Dec 9, 2014

Stewardship Strategies for a Year of Low Income; Savvy Financial choices to help you make the most of a slim year.

A while back my wife and I were home and had the kids in bed when all of a sudden the house went dark.  I peeked outside and the entire neighborhood was pitch black.  I took the opportunity to go outside and look at the stars.  It’s amazing how much you can see up there when the neighborhood isn’t lit up.  While I was standing in the lawn looking up the power came back on and the spectacular view faded away.  Had I stayed inside I would have missed a great view of the night sky with no ground light.  It’s not often I get that opportunity from my yard.

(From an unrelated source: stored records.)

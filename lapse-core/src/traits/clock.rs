//! Tick source trait

use crate::time::Tick;

/// Monotonic millisecond counter
///
/// Readings must never go backwards except by wrapping at `u32::MAX`.
pub trait Clock {
    /// Current tick count
    fn now(&self) -> Tick;
}

impl<C: Clock + ?Sized> Clock for &C {
    fn now(&self) -> Tick {
        (**self).now()
    }
}
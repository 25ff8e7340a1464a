//! Top-level tick
//!
//! One call to [`Controller::tick`] runs the whole pipeline in a fixed
//! order: debounce buttons, apply presses to the parameter store, evaluate
//! the shot cycle and session, then render the screen. Nothing is
//! interleaved and nothing blocks.

use crate::config::ControllerConfig;
use crate::display::{self, Screen};
use crate::input::{ButtonBank, ButtonLevels};
use crate::params::{ModeNavigator, ParameterStore};
use crate::state::{self, EventList, Outputs, Session, ShotCycle};
use crate::time::Tick;
use crate::traits::{ButtonSource, Clock, DisplayError, ShutterActuator, TextDisplay};

/// All mutable controller state
#[derive(Debug, Clone)]
pub struct ControllerState {
    /// Operator-adjustable values and the selected page
    pub params: ParameterStore,
    /// Wake/shot phase and timestamps
    pub cycle: ShotCycle,
    /// Session (always inactive in the basic variant)
    pub session: Session,
    /// Per-button debouncers
    pub buttons: ButtonBank,
}

impl ControllerState {
    /// Fresh state at boot
    ///
    /// The boot tick doubles as the last shot stop, so the first shot waits
    /// one full gap.
    pub fn new(config: &ControllerConfig, now: Tick) -> Self {
        Self {
            params: ParameterStore::new(config),
            cycle: ShotCycle::new(now),
            session: Session::Inactive,
            buttons: ButtonBank::new(config.debounce_ms, now),
        }
    }
}

/// Result of one tick
#[derive(Debug, Clone)]
pub struct TickReport {
    /// Tick the pipeline ran at
    pub now: Tick,
    /// Relay and wake levels to drive
    pub outputs: Outputs,
    /// What happened, in order
    pub events: EventList,
    /// Rendered screen
    pub screen: Screen,
    /// Display write failure, if any (from [`Controller::run_tick`])
    pub display_error: Option<DisplayError>,
}

/// The intervalometer
#[derive(Debug, Clone)]
pub struct Controller {
    config: ControllerConfig,
    navigator: ModeNavigator,
    state: ControllerState,
}

impl Controller {
    /// Create a controller booting at `now`
    pub fn new(config: ControllerConfig, now: Tick) -> Self {
        Self {
            navigator: ModeNavigator::new(config.flag_policy),
            state: ControllerState::new(&config, now),
            config,
        }
    }

    /// Run one tick against raw button levels
    pub fn tick(&mut self, now: Tick, levels: ButtonLevels) -> TickReport {
        let mut events = EventList::new();
        let st = &mut self.state;

        let presses = st.buttons.poll(levels, now);
        self.navigator
            .handle_presses(&mut st.params, presses, &mut events);

        let outputs = state::update(
            &mut st.cycle,
            &mut st.session,
            &mut st.params,
            &self.config,
            now,
            &mut events,
        );

        let screen = display::present(
            &st.params,
            &st.session,
            &st.cycle,
            now,
            self.config.hardware.lcd_columns,
        );

        TickReport {
            now,
            outputs,
            events,
            screen,
            display_error: None,
        }
    }

    /// Read the collaborators, tick, and drive the outputs
    ///
    /// Outputs are driven before the display is written so a slow or failing
    /// display never delays the relay.
    pub fn run_tick<C, B, A, D>(
        &mut self,
        clock: &C,
        buttons: &mut B,
        actuator: &mut A,
        display: &mut D,
    ) -> TickReport
    where
        C: Clock,
        B: ButtonSource,
        A: ShutterActuator,
        D: TextDisplay,
    {
        let now = clock.now();
        let levels = buttons.read();
        let mut report = self.tick(now, levels);

        actuator.set_relay(report.outputs.relay);
        actuator.set_wake(report.outputs.wake);

        report.display_error = display.render(&report.screen).err();
        report
    }

    /// Current state
    pub fn state(&self) -> &ControllerState {
        &self.state
    }

    /// Active configuration
    pub fn config(&self) -> &ControllerConfig {
        &self.config
    }

    /// Boot splash sized for the configured panel
    pub fn splash(&self) -> Screen {
        display::splash(self.config.hardware.lcd_columns)
    }
}
//! Operator-adjustable parameters
//!
//! The store owns every editable value plus the selected menu page; the
//! navigator turns debounced button presses into edits.

pub mod navigator;
pub mod parameter;
pub mod store;

pub use navigator::ModeNavigator;
pub use parameter::{Parameter, ParameterKind, DURATION_STEP_LADDER, SESSION_STEP_LADDER};
pub use store::ParameterStore;
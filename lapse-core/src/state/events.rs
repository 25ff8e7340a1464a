//! Events reported by the controller
//!
//! The core never logs. Each tick returns the list of things that happened
//! and the firmware decides what to print.

use crate::params::Parameter;
use crate::time::Tick;

/// Maximum events one tick can report
pub const MAX_EVENTS: usize = 12;

/// Events produced during one tick
pub type EventList = heapless::Vec<ControllerEvent, MAX_EVENTS>;

/// Something the controller did
#[derive(Debug, Clone, Copy, PartialEq, Eq)]
#[cfg_attr(feature = "defmt", derive(defmt::Format))]
pub enum ControllerEvent {
    // Operator events
    /// MODE selected a new page
    ModeSelected(Parameter),
    /// UP/DOWN changed a duration or step size
    DurationChanged { parameter: Parameter, value_ms: Tick },
    /// UP/DOWN changed a flag
    FlagChanged { parameter: Parameter, value: bool },

    // Shot cycle events
    /// Wake pulse started
    WakeStarted,
    /// Wake pulse dropped before its shot
    WakeCancelled,
    /// Relay closed
    ShotStarted,
    /// Relay opened after the full hold
    ShotFinished,
    /// Relay opened early by cancellation
    ShotAborted,

    // Session events
    /// Session started
    SessionStarted,
    /// Session ran its full duration
    SessionExpired,
    /// Session ended by the operator
    SessionCancelled,
    /// Controller switched itself off after a session
    AutoDisabled,
}

impl ControllerEvent {
    /// Check if this event came from a button press
    pub fn is_user_event(&self) -> bool {
        matches!(
            self,
            ControllerEvent::ModeSelected(_)
                | ControllerEvent::DurationChanged { .. }
                | ControllerEvent::FlagChanged { .. }
        )
    }

    /// Check if this event is part of the shot cycle
    pub fn is_shot_event(&self) -> bool {
        matches!(
            self,
            ControllerEvent::WakeStarted
                | ControllerEvent::WakeCancelled
                | ControllerEvent::ShotStarted
                | ControllerEvent::ShotFinished
                | ControllerEvent::ShotAborted
        )
    }

    /// Check if this event changes the session or the master enable
    pub fn is_session_event(&self) -> bool {
        matches!(
            self,
            ControllerEvent::SessionStarted
                | ControllerEvent::SessionExpired
                | ControllerEvent::SessionCancelled
                | ControllerEvent::AutoDisabled
        )
    }
}
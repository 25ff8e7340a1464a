//! Bounded shooting session

use crate::time::{has_elapsed, remaining, Tick};

/// Session state (extended variant only)
#[derive(Debug, Clone, Copy, PartialEq, Eq, Default)]
#[cfg_attr(feature = "defmt", derive(defmt::Format))]
pub enum Session {
    /// No session running
    #[default]
    Inactive,
    /// Session running since `started`
    Active { started: Tick },
}

impl Session {
    /// Check if a session is running
    pub fn is_active(&self) -> bool {
        matches!(self, Session::Active { .. })
    }

    /// Tick the running session started at
    pub fn started(&self) -> Option<Tick> {
        match self {
            Session::Active { started } => Some(*started),
            Session::Inactive => None,
        }
    }

    /// Check if a running session has lasted `duration`
    pub fn has_expired(&self, now: Tick, duration: Tick) -> bool {
        match self {
            Session::Active { started } => has_elapsed(now, *started, duration),
            Session::Inactive => false,
        }
    }

    /// Ticks left in a running session
    pub fn remaining(&self, now: Tick, duration: Tick) -> Option<Tick> {
        self.started().map(|started| remaining(now, started, duration))
    }
}
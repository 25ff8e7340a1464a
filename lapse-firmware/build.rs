//! Build script for lapse-firmware
//!
//! - Sets up linker search paths for memory.x
//! - Validates intervalometer.toml at compile time

use std::env;
use std::fs::{self, File};
use std::io::Write;
use std::path::{Path, PathBuf};

use lapse_core::config::{parse_config, ControllerConfig};

fn main() {
    setup_linker();
    validate_config();
}

/// Set up linker search paths for memory.x
fn setup_linker() {
    let out_dir = PathBuf::from(env::var("OUT_DIR").unwrap());

    // Copy memory.x to the output directory
    let memory_x = include_bytes!("memory.x");
    let mut f = File::create(out_dir.join("memory.x")).unwrap();
    f.write_all(memory_x).unwrap();

    // Tell rustc where to find memory.x
    println!("cargo:rustc-link-search={}", out_dir.display());

    println!("cargo:rustc-link-arg-bins=--nmagic");
    println!("cargo:rustc-link-arg-bins=-Tlink.x");
    println!("cargo:rustc-link-arg-bins=-Tlink-rp.x");
    println!("cargo:rustc-link-arg-bins=-Tdefmt.x");

    // Re-run if memory.x changes
    println!("cargo:rerun-if-changed=memory.x");
    println!("cargo:rerun-if-changed=build.rs");
}

/// Validate intervalometer.toml at compile time
///
/// The file is checked twice: once with the `toml` crate into the serde
/// form of [`ControllerConfig`], and once with the line parser the firmware
/// runs at boot. Both must accept it and agree on the result.
fn validate_config() {
    println!("cargo:rerun-if-changed=intervalometer.toml");

    let config_path = Path::new("intervalometer.toml");

    if !config_path.exists() {
        fail(
            "intervalometer.toml not found!",
            &[
                "The firmware embeds intervalometer.toml at build time.".to_string(),
                "Create one in the lapse-firmware directory.".to_string(),
            ],
        );
    }

    let config_content = match fs::read_to_string(config_path) {
        Ok(content) => content,
        Err(e) => fail("Failed to read intervalometer.toml", &[e.to_string()]),
    };

    // Parse and validate TOML syntax and field types
    let config: ControllerConfig = match toml::from_str(&config_content) {
        Ok(config) => config,
        Err(e) => fail(
            "Invalid intervalometer.toml",
            &e.to_string().lines().map(str::to_string).collect::<Vec<_>>(),
        ),
    };

    if let Err(e) = config.validate() {
        fail(
            "Invalid timing or hardware values in intervalometer.toml",
            &[format!("{:?}", e)],
        );
    }

    // The firmware parses the same text with its own no_std parser
    match parse_config(&config_content) {
        Ok(parsed) if parsed == config => {}
        Ok(_) => fail(
            "intervalometer.toml is read differently on target",
            &["Use plain key = value lines inside [timing] / [hardware].".to_string()],
        ),
        Err(e) => fail(
            "intervalometer.toml is rejected by the on-target parser",
            &[format!("{:?}", e)],
        ),
    }

    println!("cargo:warning=intervalometer.toml validated successfully");
}

/// Abort the build with a boxed error message
fn fail(title: &str, lines: &[String]) -> ! {
    panic!(
        "\n\
        ╔══════════════════════════════════════════════════════════════════╗\n\
        ║  ERROR: {:<56} ║\n\
        ╠══════════════════════════════════════════════════════════════════╣\n\
        {}\n\
        ╚══════════════════════════════════════════════════════════════════╝\n",
        title,
        format_error_lines(lines)
    );
}

/// Format error message lines with box drawing
fn format_error_lines(lines: &[String]) -> String {
    lines
        .iter()
        .map(|line| {
            let truncated = if line.chars().count() > 64 {
                let head: String = line.chars().take(61).collect();
                format!("{}...", head)
            } else {
                line.to_string()
            };
            format!("║  {:<64} ║", truncated)
        })
        .collect::<Vec<_>>()
        .join("\n")
}
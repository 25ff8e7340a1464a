//! I2C bus abstractions
//!
//! The intervalometer only ever talks to write-only peripherals (the LCD
//! port expander), so the bus trait is write-centric.

/// I2C bus master
pub trait I2cBus {
    /// Error type for I2C operations
    type Error;

    /// Write data to a device at the given address
    ///
    /// # Arguments
    /// * `address` - 7-bit I2C address
    /// * `data` - Bytes to write
    fn write(&mut self, address: u8, data: &[u8]) -> Result<(), Self::Error>;
}

/// I2C configuration
#[derive(Debug, Clone, Copy)]
#[cfg_attr(feature = "defmt", derive(defmt::Format))]
pub struct I2cConfig {
    /// Clock frequency in Hz
    pub frequency: u32,
}

impl Default for I2cConfig {
    fn default() -> Self {
        Self::STANDARD
    }
}

impl I2cConfig {
    /// Standard mode (100 kHz), what most PCF8574 backpacks are rated for
    pub const STANDARD: Self = Self { frequency: 100_000 };
}
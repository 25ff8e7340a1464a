//! Text display trait for the two-row character panel

use crate::display::Screen;

/// Errors that can occur while writing to the display
#[derive(Debug, Clone, Copy, PartialEq, Eq)]
#[cfg_attr(feature = "defmt", derive(defmt::Format))]
pub enum DisplayError {
    /// Bus transfer to the display failed
    Bus,
    /// Display was not initialized
    NotInitialized,
}

/// Character display with a fixed number of rows
pub trait TextDisplay {
    /// Move the cursor to the start of `row` and write `text`
    fn write_row(&mut self, row: u8, text: &str) -> Result<(), DisplayError>;

    /// Write every row of a screen
    fn render(&mut self, screen: &Screen) -> Result<(), DisplayError> {
        for (row, text) in screen.rows().enumerate() {
            self.write_row(row as u8, text)?;
        }
        Ok(())
    }
}
//! Tick arithmetic
//!
//! The clock is a free-running millisecond counter that wraps at `u32::MAX`
//! (about 49.7 days). Every duration check goes through [`elapsed`], which
//! uses wrapping subtraction, so a start stamp taken just before the wrap
//! still compares correctly against a reading taken just after it.
//!
//! Never compare absolute timestamps (`now > start + duration`); that breaks
//! at the wrap.

/// One millisecond of the monotonic clock
pub type Tick = u32;

/// Ticks elapsed from `since` to `now`, tolerant of counter wraparound
#[inline]
pub fn elapsed(now: Tick, since: Tick) -> Tick {
    now.wrapping_sub(since)
}

/// Check whether at least `duration` ticks have passed since `since`
#[inline]
pub fn has_elapsed(now: Tick, since: Tick, duration: Tick) -> bool {
    elapsed(now, since) >= duration
}

/// Ticks left until `duration` has passed since `since` (zero once due)
#[inline]
pub fn remaining(now: Tick, since: Tick, duration: Tick) -> Tick {
    duration.saturating_sub(elapsed(now, since))
}
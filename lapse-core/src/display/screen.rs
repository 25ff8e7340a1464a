//! Fixed-width screen buffer

use heapless::String;

use crate::config::MAX_LCD_COLUMNS;

/// Number of character rows on the panel
pub const SCREEN_ROWS: usize = 2;

/// One row of text
pub type Line = String<MAX_LCD_COLUMNS>;

/// Screen content, every row padded to exactly `columns` characters
#[derive(Debug, Clone, PartialEq, Eq)]
pub struct Screen {
    lines: [Line; SCREEN_ROWS],
    columns: u8,
}

impl Screen {
    /// Blank screen `columns` wide (capped at [`MAX_LCD_COLUMNS`])
    pub fn new(columns: u8) -> Self {
        let columns = columns.min(MAX_LCD_COLUMNS as u8);
        let mut screen = Self {
            lines: core::array::from_fn(|_| String::new()),
            columns,
        };
        for row in 0..SCREEN_ROWS {
            screen.set_row(row, "");
        }
        screen
    }

    /// Set the content of a row, padding with spaces or truncating
    pub fn set_row(&mut self, row: usize, text: &str) {
        let Some(line) = self.lines.get_mut(row) else {
            return;
        };
        let width = self.columns as usize;
        line.clear();
        for c in text.chars().take(width) {
            if line.push(c).is_err() {
                break;
            }
        }
        while line.len() < width {
            if line.push(' ').is_err() {
                break;
            }
        }
    }

    /// Content of a row
    pub fn row(&self, row: usize) -> Option<&str> {
        self.lines.get(row).map(|s| s.as_str())
    }

    /// All rows, top first
    pub fn rows(&self) -> impl Iterator<Item = &str> {
        self.lines.iter().map(|s| s.as_str())
    }

    /// Row width in characters
    pub fn columns(&self) -> u8 {
        self.columns
    }
}

#[cfg(feature = "defmt")]
impl defmt::Format for Screen {
    fn format(&self, f: defmt::Formatter) {
        defmt::write!(f, "Screen[{} | {}]", self.lines[0].as_str(), self.lines[1].as_str());
    }
}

We see families who have special circumstances arise where they go for a year or more with very little income.  For some folks it’s a business that is struggling, for others it’s a chance to serve in long-term missions.  No matter the reason for a year with low income, these years can present an amazing opportunity to take advantage of financial planning strategies that aren’t available during a year of normal income. 
 
We work with wonderful couple who has decided to donate their time in Africa at a medical hospital.  They are excited to serve oversees and to use their talent to make a difference at a missions hospital.  The family plans to return to the states in a few years and will go back to making a physician’s salary for years to come. 
 
Here are a few ideas to make the most of a year of low income: 
 
Take Taxable Gains – If you’ve got appreciated assets that have pending capital gains, this is the perfect year to consider capturing gains.  The current tax rate for folks below the 25% tax bracket on capital gains is 0%.  That means that you may be able to sell assets with a gain and pay zero tax.  For example, if you bought a stock at $10 and it went up to $100 and you sold it, you would owe capital gains tax on $90 of gain.  If you sold this stock in a big tax year you could pay as much as 20% to the federal government and more to the state. By selling in this low tax year and staying in a low bracket, you may be able to avoid paying any tax on the sale of the security. 
 
Convert an IRA to a Roth IRA – In the past, while you were making more money, you deferred income to save taxes by contributing to your retirement accounts.  Now that you have a low income year it may be wise to pay the tax on that income.  A Roth Conversion allows you to move money from an IRA to a Roth IRA.  You are required to pay the tax on anything you convert, but if you deferred the tax in a year when your ordinary income tax rate was 35% and you convert to a Roth IRA in a low tax year, you could pay substantially less. Deductions could push your tax rate on the conversion below the 10% threshold.  The money you move to Roth IRAs grows tax free.  That means that the income from these accounts will give you income with no tax liability for the long term. 
 
Your tax return is a tricky thing.  There are a ton of moving parts.  Depending on the state that you file your tax return in, you could save even more.  It’s crucial that you engage your CPA and your financial planner to run the numbers.
 
For the missionary doctors in Africa that I mentioned we are converting $30,000 a year to their Roth IRAs and they’ll pay an extremely low rate.  After a few years serving abroad they’ll come back with their financial house in order.  For this family, the memories they are making serving in Africa at a missions hospital will impact their lives forever, and because of a bit of timely planning, the impact of their wise financial stewardship will pay dividends for years to come.
 
Whether you are taking a year to serve abroad, find yourself in between jobs, or your business is slow, don’t miss this chance to make your low income into an opportunity.